→ Task: Give the count of lines in the records that contain the string "cannot", and write nothing but that number.

→ Available data:
use std::path::Path;
use std::time::Duration;

use serde::{Deserialize, Serialize};
use serde_path_to_error as spte;

use crate::error::{TrackError, TrackResult};
use crate::filter::{SampleFilter, NOISE_THRESHOLD_M};

/// Ett døgn.
pub const DEFAULT_MAX_TICK_GAP_S: u64 = 86_400;

#[derive(Debug, Clone, PartialEq, Serialize, Deserialize)]
#[serde(default, deny_unknown_fields)]
pub struct TrackerConfig {
    /// Minsteavstand (m) mellom aksepterte posisjoner.
    #[serde(alias = "noise_threshold", alias = "noiseThresholdM")]
    pub noise_threshold_m: f64,
    /// Periode for tick-kilden. Hver tick teller som nøyaktig ett sekund uansett.
    #[serde(alias = "tickIntervalMs")]
    pub tick_interval_ms: u64,
    /// Største hull (hele sekunder) mellom to punkter som avspilling godtar.
    #[serde(alias = "maxTickGapS")]
    pub max_tick_gap_s: u64,
}

impl Default for TrackerConfig {
    fn default() -> Self {
        Self {
            noise_threshold_m: NOISE_THRESHOLD_M,
            tick_interval_ms: 1000,
            max_tick_gap_s: DEFAULT_MAX_TICK_GAP_S,
        }
    }
}

impl TrackerConfig {
    /// Parse JSON; errors carry the failing field path.
    pub fn from_json(json_str: &str) -> TrackResult<Self> {
        let de = &mut serde_json::Deserializer::from_str(json_str);
        let cfg: TrackerConfig = spte::deserialize(de).map_err(|e| {
            let path = e.path().to_string();
            TrackError::Config(format!("parse error at {}: {}", path, e.inner()))
        })?;
        cfg.validate()?;
        Ok(cfg)
    }

    pub fn validate(&self) -> TrackResult<()> {
        if !self.noise_threshold_m.is_finite() || self.noise_threshold_m < 0.0 {
            return Err(TrackError::Config(format!(
                "noise_threshold_m must be a finite value >= 0, got {}",
                self.noise_threshold_m
            )));
        }
        if self.tick_interval_ms == 0 {
            return Err(TrackError::Config("tick_interval_ms must be > 0".into()));
        }
        if self.max_tick_gap_s == 0 {
            return Err(TrackError::Config("max_tick_gap_s must be > 0".into()));
        }
        Ok(())
    }

    pub fn filter(&self) -> SampleFilter {
        SampleFilter::new(self.noise_threshold_m)
    }

    pub fn tick_interval(&self) -> Duration {
        Duration::from_millis(self.tick_interval_ms)
    }
}

/// Leser konfig fra disk (JSON). Mangler filen, brukes default.
pub fn load_config<P: AsRef<Path>>(path: P) -> TrackResult<TrackerConfig> {
    let path = path.as_ref();
    if path.exists() {
        let contents = std::fs::read_to_string(path)?;
        let cfg = TrackerConfig::from_json(&contents)?;
        log::info!(
            "config loaded from {} (noise_threshold_m={}, tick_interval_ms={})",
            path.display(),
            cfg.noise_threshold_m,
            cfg.tick_interval_ms
        );
        Ok(cfg)
    } else {
        log::warn!("no config at {}, using defaults", path.display());
        Ok(TrackerConfig::default())
    }
}
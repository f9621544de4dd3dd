//! runtrack-replay <track.json> [config.json]
//!
//! Spiller av et innspilt spor gjennom sesjonskjernen og skriver rapporten.

use anyhow::{bail, Context, Result};

use runtrack_core::cli::print_run_report;
use runtrack_core::{load_config, parse_track_json, replay_track, DiscardHistory};

fn main() -> Result<()> {
    let mut args = std::env::args().skip(1);
    let Some(track_path) = args.next() else {
        bail!("usage: runtrack-replay <track.json> [config.json]");
    };

    let raw = std::fs::read_to_string(&track_path)
        .with_context(|| format!("reading track {track_path}"))?;
    let (samples, embedded_cfg) = parse_track_json(&raw)
        .with_context(|| format!("parsing track {track_path}"))?;

    // Eksplisitt konfigfil vinner over den som ligger i sporet
    let config = match args.next() {
        Some(cfg_path) => {
            load_config(&cfg_path).with_context(|| format!("loading config {cfg_path}"))?
        }
        None => embedded_cfg.unwrap_or_default(),
    };

    let run = replay_track(&samples, &config, Box::new(DiscardHistory))
        .context("replaying track")?;

    print_run_report(&run);
    Ok(())
}
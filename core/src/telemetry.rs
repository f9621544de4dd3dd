use prometheus::{Encoder, IntCounter, Opts, Registry, TextEncoder};

/// Tellere per økt. Eget `Registry` per kontroller, så ingen global tilstand
/// deles mellom økter.
#[derive(Clone)]
pub struct Telemetry {
    registry: Registry,
    pub samples_accepted: IntCounter,
    pub samples_rejected: IntCounter,
    pub samples_ignored: IntCounter,
    pub samples_invalid: IntCounter,
    pub ticks_applied: IntCounter,
    pub runs_finalized: IntCounter,
}

fn counter(registry: &Registry, name: &str, help: &str) -> prometheus::Result<IntCounter> {
    let c = IntCounter::with_opts(Opts::new(name, help).namespace("runtrack"))?;
    registry.register(Box::new(c.clone()))?;
    Ok(c)
}

impl Telemetry {
    pub fn new() -> prometheus::Result<Self> {
        let registry = Registry::new();
        Ok(Self {
            samples_accepted: counter(
                &registry,
                "samples_accepted_total",
                "Samples that moved the metrics",
            )?,
            samples_rejected: counter(
                &registry,
                "samples_rejected_total",
                "Samples rejected as GPS noise",
            )?,
            samples_ignored: counter(
                &registry,
                "samples_ignored_total",
                "Samples delivered while not running",
            )?,
            samples_invalid: counter(
                &registry,
                "samples_invalid_total",
                "Samples with unusable coordinates",
            )?,
            ticks_applied: counter(
                &registry,
                "ticks_applied_total",
                "Ticks applied to elapsed time",
            )?,
            runs_finalized: counter(&registry, "runs_finalized_total", "Runs handed to history")?,
            registry,
        })
    }

    pub fn registry(&self) -> &Registry {
        &self.registry
    }

    /// Prometheus tekstformat.
    pub fn gather_text(&self) -> String {
        let mut buf = Vec::new();
        let families = self.registry.gather();
        if let Err(e) = TextEncoder::new().encode(&families, &mut buf) {
            log::warn!("telemetry encode failed: {e}");
            return String::new();
        }
        String::from_utf8(buf).unwrap_or_default()
    }
}

impl std::fmt::Debug for Telemetry {
    fn fmt(&self, f: &mut std::fmt::Formatter<'_>) -> std::fmt::Result {
        f.debug_struct("Telemetry")
            .field("samples_accepted", &self.samples_accepted.get())
            .field("samples_rejected", &self.samples_rejected.get())
            .field("ticks_applied", &self.ticks_applied.get())
            .field("runs_finalized", &self.runs_finalized.get())
            .finish()
    }
}

#[cfg(test)]
mod tests {
    use super::*;

    #[test]
    fn counters_show_up_in_text_output() {
        let t = Telemetry::new().unwrap();
        t.ticks_applied.inc();
        t.ticks_applied.inc();
        let text = t.gather_text();
        assert!(text.contains("runtrack_ticks_applied_total 2"), "{text}");
    }

    #[test]
    fn instances_do_not_share_counts() {
        let a = Telemetry::new().unwrap();
        let b = Telemetry::new().unwrap();
        a.samples_accepted.inc();
        assert_eq!(a.samples_accepted.get(), 1);
        assert_eq!(b.samples_accepted.get(), 0);
    }
}
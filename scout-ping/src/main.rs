//! Scout Ping
//!
//! A worker process executing TCP connect checks for the Scout platform.
//!
//! Architecture:
//! - Configuration: runtime parameters from environment or defaults
//! - Client: HTTP communication with the coordinator
//! - Probe: the TCP connect job factory
//! - Scheduler: check polling and lifecycle management (scout-worker)
//!
//! The worker polls the coordinator for due checks, probes the monitored
//! objects concurrently and commits batched status updates back.

mod probe;

use anyhow::{Context, Result};
use std::sync::Arc;
use tracing::{error, info};
use tracing_subscriber::{layer::SubscriberExt, util::SubscriberInitExt};

use crate::probe::TcpConnectFactory;
use scout_client::CoordinatorClient;
use scout_worker::{Config, Scheduler};

#[tokio::main]
async fn main() -> Result<()> {
    // Initialize logging
    tracing_subscriber::registry()
        .with(
            tracing_subscriber::EnvFilter::try_from_default_env()
                .unwrap_or_else(|_| "scout_ping=info,scout_worker=info".into()),
        )
        .with(tracing_subscriber::fmt::layer())
        .init();

    info!("Starting Scout ping worker");

    // Load configuration
    let config = load_config()?;
    info!(
        "Loaded configuration: plugin={}, coordinator_url={}",
        config.plugin_name, config.coordinator_url
    );

    // Initialize coordinator client
    let client = Arc::new(build_client(&config)?);
    info!("Coordinator client initialized");

    // Create the scheduler and wire the shutdown signal
    let scheduler = Scheduler::new(config, client, Arc::new(TcpConnectFactory));

    let shutdown = scheduler.shutdown_signal();
    tokio::spawn(async move {
        if let Err(e) = tokio::signal::ctrl_c().await {
            error!("Failed to listen for shutdown signal: {}", e);
            return;
        }
        info!("Received interrupt, stopping after the current cycle");
        shutdown.set();
    });

    // Start the scheduling loop
    info!("Starting scheduling loop");
    if let Err(e) = scheduler.run().await {
        error!("Scheduler error: {}", e);
        return Err(e);
    }

    Ok(())
}

/// Loads configuration from environment variables with fallback to defaults
fn load_config() -> Result<Config> {
    match Config::from_env() {
        Ok(config) => {
            config.validate()?;
            Ok(config)
        }
        Err(_) => {
            info!("Failed to load config from environment, using defaults");
            let config = Config::new("ping", "http://localhost:8080");
            config.validate()?;
            Ok(config)
        }
    }
}

/// Builds the HTTP client, applying the configured call timeout
fn build_client(config: &Config) -> Result<CoordinatorClient> {
    let client = match config.check_timeout {
        Some(timeout) => {
            let http = reqwest::Client::builder()
                .timeout(timeout)
                .build()
                .context("Failed to build HTTP client")?;
            CoordinatorClient::with_client(config.coordinator_url.clone(), http)
        }
        None => CoordinatorClient::new(config.coordinator_url.clone()),
    };

    Ok(client)
}
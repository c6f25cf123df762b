//! Status domain types

use serde::{Deserialize, Serialize};
use std::collections::HashMap;
use uuid::Uuid;

/// Outcome state of a check execution
#[derive(Debug, Clone, Copy, PartialEq, Eq, Serialize, Deserialize)]
#[serde(rename_all = "UPPERCASE")]
pub enum CheckState {
    Ok,
    Warning,
    Critical,
    Unknown,
}

impl std::fmt::Display for CheckState {
    fn fmt(&self, f: &mut std::fmt::Formatter<'_>) -> std::fmt::Result {
        match self {
            CheckState::Ok => write!(f, "OK"),
            CheckState::Warning => write!(f, "WARNING"),
            CheckState::Critical => write!(f, "CRITICAL"),
            CheckState::Unknown => write!(f, "UNKNOWN"),
        }
    }
}

/// Status record of one scheduled check execution
///
/// Created by the coordinator when a check becomes due, updated exactly once
/// by the worker that executes it. The status id is unique per scheduling
/// cycle; the sequence id orders successive executions of the same check.
#[derive(Debug, Clone, Serialize, Deserialize)]
pub struct Status {
    pub id: Uuid,
    pub sequence_id: i64,
    pub check_id: Uuid,
    pub group_id: Uuid,
    pub object_id: Uuid,
    pub state: CheckState,
    pub message: String,
    /// Free-form details attached to the status (latency, counters, ...)
    #[serde(default)]
    pub infos: HashMap<String, serde_json::Value>,
    pub last_check: Option<chrono::DateTime<chrono::Utc>>,
    pub next_check: Option<chrono::DateTime<chrono::Utc>>,
}

/// Result of running one check
///
/// Produced by plugin jobs. The optional `infos` override replaces the
/// status-level infos in the committed update when present.
#[derive(Debug, Clone)]
pub struct CheckReport {
    pub state: CheckState,
    pub message: String,
    pub infos: Option<HashMap<String, serde_json::Value>>,
}

impl CheckReport {
    /// Report without a status-info override
    pub fn new(state: CheckState, message: impl Into<String>) -> Self {
        Self {
            state,
            message: message.into(),
            infos: None,
        }
    }

    /// Attach a status-info override to the report
    pub fn with_infos(mut self, infos: HashMap<String, serde_json::Value>) -> Self {
        self.infos = Some(infos);
        self
    }
}
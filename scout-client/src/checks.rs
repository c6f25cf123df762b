//! Check-fetch API endpoints

use tracing::debug;

use crate::CoordinatorClient;
use crate::error::Result;
use scout_core::dto::check::{CheckBatch, FetchChecks};

impl CoordinatorClient {
    /// Fetch due checks assigned to a plugin
    ///
    /// Asks the coordinator for up to `limit` statuses whose next check has
    /// expired, together with the referenced check, group and object records.
    /// The coordinator bumps the next-check timestamp of everything it
    /// returns, so a status is handed to one worker at a time.
    ///
    /// # Arguments
    /// * `limit` - Maximum number of statuses to return
    /// * `plugin_name` - Only checks handled by this plugin
    /// * `group_names` - Restrict to these group names when set
    /// * `check_names` - Restrict to these check names when set
    pub async fn fetch_checks(
        &self,
        limit: usize,
        plugin_name: &str,
        group_names: Option<&[String]>,
        check_names: Option<&[String]>,
    ) -> Result<CheckBatch> {
        debug!(limit, plugin_name, "fetching due checks");

        let url = format!("{}/api/checks/fetch", self.base_url);
        let request = FetchChecks {
            limit,
            plugin_name: plugin_name.to_string(),
            group_names: group_names.map(<[String]>::to_vec),
            check_names: check_names.map(<[String]>::to_vec),
        };
        let response = self.client.post(&url).json(&request).send().await?;

        self.handle_response(response).await
    }
}
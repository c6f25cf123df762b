//! Error types for the Scout client

use thiserror::Error;

/// Result type alias for client operations
pub type Result<T> = std::result::Result<T, RemoteError>;

/// Errors raised when talking to the coordinator
#[derive(Debug, Error)]
pub enum RemoteError {
    /// HTTP request failed
    #[error("HTTP request failed: {0}")]
    Transport(#[from] reqwest::Error),

    /// API returned an error status code
    #[error("API error (status {status}): {message}")]
    Api {
        /// HTTP status code
        status: u16,
        /// Error message from the API
        message: String,
    },

    /// Failed to parse response
    #[error("Failed to parse response: {0}")]
    Parse(String),
}

impl RemoteError {
    /// Create an API error from status code and message
    pub fn api_error(status: u16, message: impl Into<String>) -> Self {
        Self::Api {
            status,
            message: message.into(),
        }
    }

    /// Check if this error is a client error (4xx status)
    pub fn is_client_error(&self) -> bool {
        matches!(self, Self::Api { status, .. } if *status >= 400 && *status < 500)
    }

    /// Check if this error is a server error (5xx status)
    pub fn is_server_error(&self) -> bool {
        matches!(self, Self::Api { status, .. } if *status >= 500)
    }
}
//! Job execution seam for plugins
//!
//! A plugin provides a [`JobFactory`] that turns fetched check contexts into
//! runnable [`Job`]s. The pool reports every finished request as a
//! [`JobOutcome`] so the scheduler can tell an ordinary check failure from a
//! fault of the execution harness itself.

use async_trait::async_trait;
use thiserror::Error;

use scout_core::domain::check::CheckContext;
use scout_core::domain::status::CheckReport;

/// Errors raised by plugin jobs
#[derive(Debug, Error)]
pub enum JobError {
    /// The plugin cannot build or run a job for this check
    #[error("plugin misconfiguration: {0}")]
    Misconfigured(String),

    /// The check could not be executed
    #[error(transparent)]
    Execution(#[from] anyhow::Error),
}

/// One runnable check execution
#[async_trait]
pub trait Job: Send {
    /// Execute the check and produce its report
    async fn run(&mut self) -> Result<CheckReport, JobError>;
}

/// Per-plugin hook creating jobs from fetched checks
pub trait JobFactory: Send + Sync {
    /// Build the job that will execute `context`
    fn create_job(&self, context: &CheckContext) -> Result<Box<dyn Job>, JobError>;
}

/// Outcome of one work request
#[derive(Debug)]
pub enum JobOutcome {
    /// The job produced a report to commit
    Success(CheckReport),

    /// The job failed in a well-formed way; the check stays uncommitted and
    /// the coordinator will reschedule it
    Failure(JobError),

    /// The execution harness itself misbehaved (a panicked job task); the
    /// worker process cannot safely continue
    HarnessFault(String),
}
//! Coordinator seam consumed by the scheduler
//!
//! The scheduler only needs two coordinator operations, so it depends on
//! this trait rather than on the HTTP client directly. Tests substitute a
//! recording mock; production hands in a [`CoordinatorClient`].

use async_trait::async_trait;

use scout_client::{CoordinatorClient, RemoteError};
use scout_core::dto::check::CheckBatch;
use scout_core::dto::status::StatusUpdate;

/// Coordinator operations the scheduling loop depends on
#[async_trait]
pub trait Coordinator: Send + Sync {
    /// Fetch up to `limit` due checks assigned to `plugin_name`
    async fn fetch_checks(
        &self,
        limit: usize,
        plugin_name: &str,
        group_names: Option<&[String]>,
        check_names: Option<&[String]>,
    ) -> Result<CheckBatch, RemoteError>;

    /// Commit a batch of status updates
    async fn commit_status_batch(&self, updates: &[StatusUpdate]) -> Result<(), RemoteError>;
}

#[async_trait]
impl Coordinator for CoordinatorClient {
    async fn fetch_checks(
        &self,
        limit: usize,
        plugin_name: &str,
        group_names: Option<&[String]>,
        check_names: Option<&[String]>,
    ) -> Result<CheckBatch, RemoteError> {
        CoordinatorClient::fetch_checks(self, limit, plugin_name, group_names, check_names).await
    }

    async fn commit_status_batch(&self, updates: &[StatusUpdate]) -> Result<(), RemoteError> {
        CoordinatorClient::commit_status_batch(self, updates).await
    }
}
//! Check scheduler
//!
//! Polls the coordinator for due checks and coordinates their execution.
//! Each cycle drains finished jobs, commits buffered results, estimates the
//! remaining queue headroom and fetches just enough new checks to fill it.
//!
//! The loop is deliberately hard to kill: remote failures back off and
//! retry, capacity problems truncate the current batch, and a failed check
//! is simply left uncommitted for the coordinator to reschedule. The only
//! fatal condition is a fault of the execution harness itself.

use std::collections::HashMap;
use std::sync::Arc;

use anyhow::{Result, anyhow};
use tracing::{debug, error, info, warn};
use uuid::Uuid;

use scout_core::domain::check::CheckContext;
use scout_core::dto::check::CheckBatch;
use scout_core::dto::status::StatusUpdate;

use crate::config::Config;
use crate::job::{JobFactory, JobOutcome};
use crate::pool::{WorkRequest, WorkerPool};
use crate::remote::Coordinator;
use crate::results::ResultAggregator;
use crate::signal::Signal;

/// What to do about fetching this cycle
#[derive(Debug, Clone, Copy, PartialEq, Eq)]
enum FetchPlan {
    /// Queue is at capacity, skip the fetch
    QueueFull,
    /// The computed limit is unusable, skip the fetch
    Inconsistent(i64),
    /// Fetch up to this many checks
    Fetch(usize),
}

/// Validate a computed fetch limit against the queue bound
fn validate_limit(max_checks_queue: usize, limit: i64) -> FetchPlan {
    if limit == 0 {
        return FetchPlan::QueueFull;
    }
    if limit < 0 || limit > max_checks_queue as i64 {
        return FetchPlan::Inconsistent(limit);
    }
    FetchPlan::Fetch(limit as usize)
}

/// Decide how many checks to fetch given the queue gauge
///
/// The gauge is an estimate, so the raw headroom is folded back into
/// `[0, max_checks_queue]` before validation.
fn fetch_plan(max_checks_queue: usize, queue_len: usize) -> FetchPlan {
    if queue_len >= max_checks_queue {
        return FetchPlan::QueueFull;
    }

    let headroom = max_checks_queue as i64 - queue_len as i64;
    let limit = headroom.abs().min(max_checks_queue as i64);

    validate_limit(max_checks_queue, limit)
}

/// Per-plugin check scheduler
///
/// Owns the worker pool, the running-jobs map and the result buffer. Both
/// maps are touched only from the scheduling task; workers communicate
/// through the pool's completion channel.
pub struct Scheduler {
    config: Config,
    client: Arc<dyn Coordinator>,
    pool: WorkerPool,
    running: HashMap<Uuid, CheckContext>,
    results: ResultAggregator,
    wake: Signal,
    shutdown: Signal,
}

impl Scheduler {
    /// Creates a scheduler and spawns its worker pool
    pub fn new(config: Config, client: Arc<dyn Coordinator>, factory: Arc<dyn JobFactory>) -> Self {
        let wake = Signal::new();
        let pool = WorkerPool::new(
            config.max_parallel_checks,
            config.max_checks_queue,
            config.result_threshold,
            wake.clone(),
            factory,
        );

        Self {
            results: ResultAggregator::new(config.limit_commit),
            running: HashMap::new(),
            shutdown: Signal::new(),
            config,
            client,
            pool,
            wake,
        }
    }

    /// Handle that stops the scheduler at the next cycle boundary
    ///
    /// Setting the signal is idempotent; in-flight jobs finish on their own.
    pub fn shutdown_signal(&self) -> Signal {
        self.shutdown.clone()
    }

    /// Runs the scheduling loop until the shutdown signal is set
    ///
    /// Returns an error only when the execution harness faults; every other
    /// failure is logged and absorbed by the loop.
    pub async fn run(mut self) -> Result<()> {
        info!(
            plugin = %self.config.plugin_name,
            workers = self.pool.worker_count(),
            poll = ?self.config.check_poll,
            "scheduler started"
        );

        let mut first = true;

        while !self.shutdown.is_set() {
            // Sleep until the next poll, or earlier once enough results are
            // waiting. The first cycle starts fetching right away.
            if !first {
                self.wake.wait_timeout(self.config.check_poll).await;
            }
            first = false;

            if let Err(fault) = self.cycle().await {
                error!("harness fault, stopping scheduler: {fault:#}");
                self.pool.dismiss();
                return Err(fault);
            }
        }

        info!("dismissing workers");
        self.pool.dismiss();
        info!("scheduler stopped");
        Ok(())
    }

    /// One poll cycle: drain, commit, estimate, fetch, enqueue
    async fn cycle(&mut self) -> Result<()> {
        debug!(
            queued = self.pool.queue_len(),
            running = self.running.len(),
            pending = self.results.len(),
            "cycle started"
        );

        self.drain_completions()?;

        if !self.results.is_empty() {
            self.results.flush(self.client.as_ref()).await;
            self.wake.clear();
        }

        let limit = match fetch_plan(self.config.max_checks_queue, self.pool.queue_len()) {
            FetchPlan::QueueFull => {
                info!("queue estimated full");
                return Ok(());
            }
            FetchPlan::Inconsistent(limit) => {
                warn!(limit, "inconsistent fetch limit, skipping fetch");
                return Ok(());
            }
            FetchPlan::Fetch(limit) => limit,
        };

        debug!(limit, "fetching checks");
        let batch = match self
            .client
            .fetch_checks(
                limit,
                &self.config.plugin_name,
                self.config.limit_group.as_deref(),
                self.config.limit_check.as_deref(),
            )
            .await
        {
            Ok(batch) => batch,
            Err(error) => {
                error!("failed to fetch checks: {error}");
                self.shutdown
                    .wait_timeout(self.config.fetch_retry_timeout)
                    .await;
                return Ok(());
            }
        };

        if !batch.status.is_empty() {
            debug!(count = batch.status.len(), "got checks");
        }

        self.dispatch(batch).await;
        Ok(())
    }

    /// Apply every completion the pool collected since the last cycle
    fn drain_completions(&mut self) -> Result<()> {
        for completion in self.pool.drain() {
            let id = completion.id;
            match completion.outcome {
                JobOutcome::Success(report) => {
                    let Some(context) = self.running.remove(&id) else {
                        warn!(status_id = %id, "completion for unknown work request");
                        continue;
                    };

                    info!(
                        check = %context.check.name,
                        object = %context.object.name,
                        state = %report.state,
                        message = %report.message,
                        "check finished"
                    );

                    self.results
                        .record(StatusUpdate::from_report(&context.status, report));
                    if self.results.len() > self.config.result_threshold {
                        self.wake.set();
                    }
                }
                JobOutcome::Failure(error) => {
                    // Left uncommitted: the coordinator reschedules the check.
                    self.running.remove(&id);
                    error!(
                        status_id = %id,
                        "check execution failed: {:#}",
                        anyhow::Error::from(error)
                    );
                }
                JobOutcome::HarnessFault(detail) => {
                    error!(status_id = %id, "worker harness fault: {detail}");
                    return Err(anyhow!("worker harness fault on request {id}: {detail}"));
                }
            }
        }

        Ok(())
    }

    /// Queue one work request per fetched status
    async fn dispatch(&mut self, batch: CheckBatch) {
        for (idx, status) in batch.status.iter().enumerate() {
            let id = status.id;

            if self.running.contains_key(&id) {
                warn!(status_id = %id, "check already in flight, skipping");
                continue;
            }

            let Some(context) = batch.context_for(status) else {
                warn!(status_id = %id, "batch is missing referenced entities, skipping");
                continue;
            };

            let request = WorkRequest {
                id,
                context: context.clone(),
            };

            match self.pool.submit(request, self.config.check_poll).await {
                Ok(()) => {
                    self.running.insert(id, context);
                    debug!(status_id = %id, "work request queued");
                }
                Err(error) => {
                    // The coordinator reschedules whatever is dropped here.
                    error!(
                        abandoned = batch.status.len() - idx,
                        "{error}, abandoning the rest of the batch"
                    );
                    break;
                }
            }
        }
    }
}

→ Solution for this problem: 2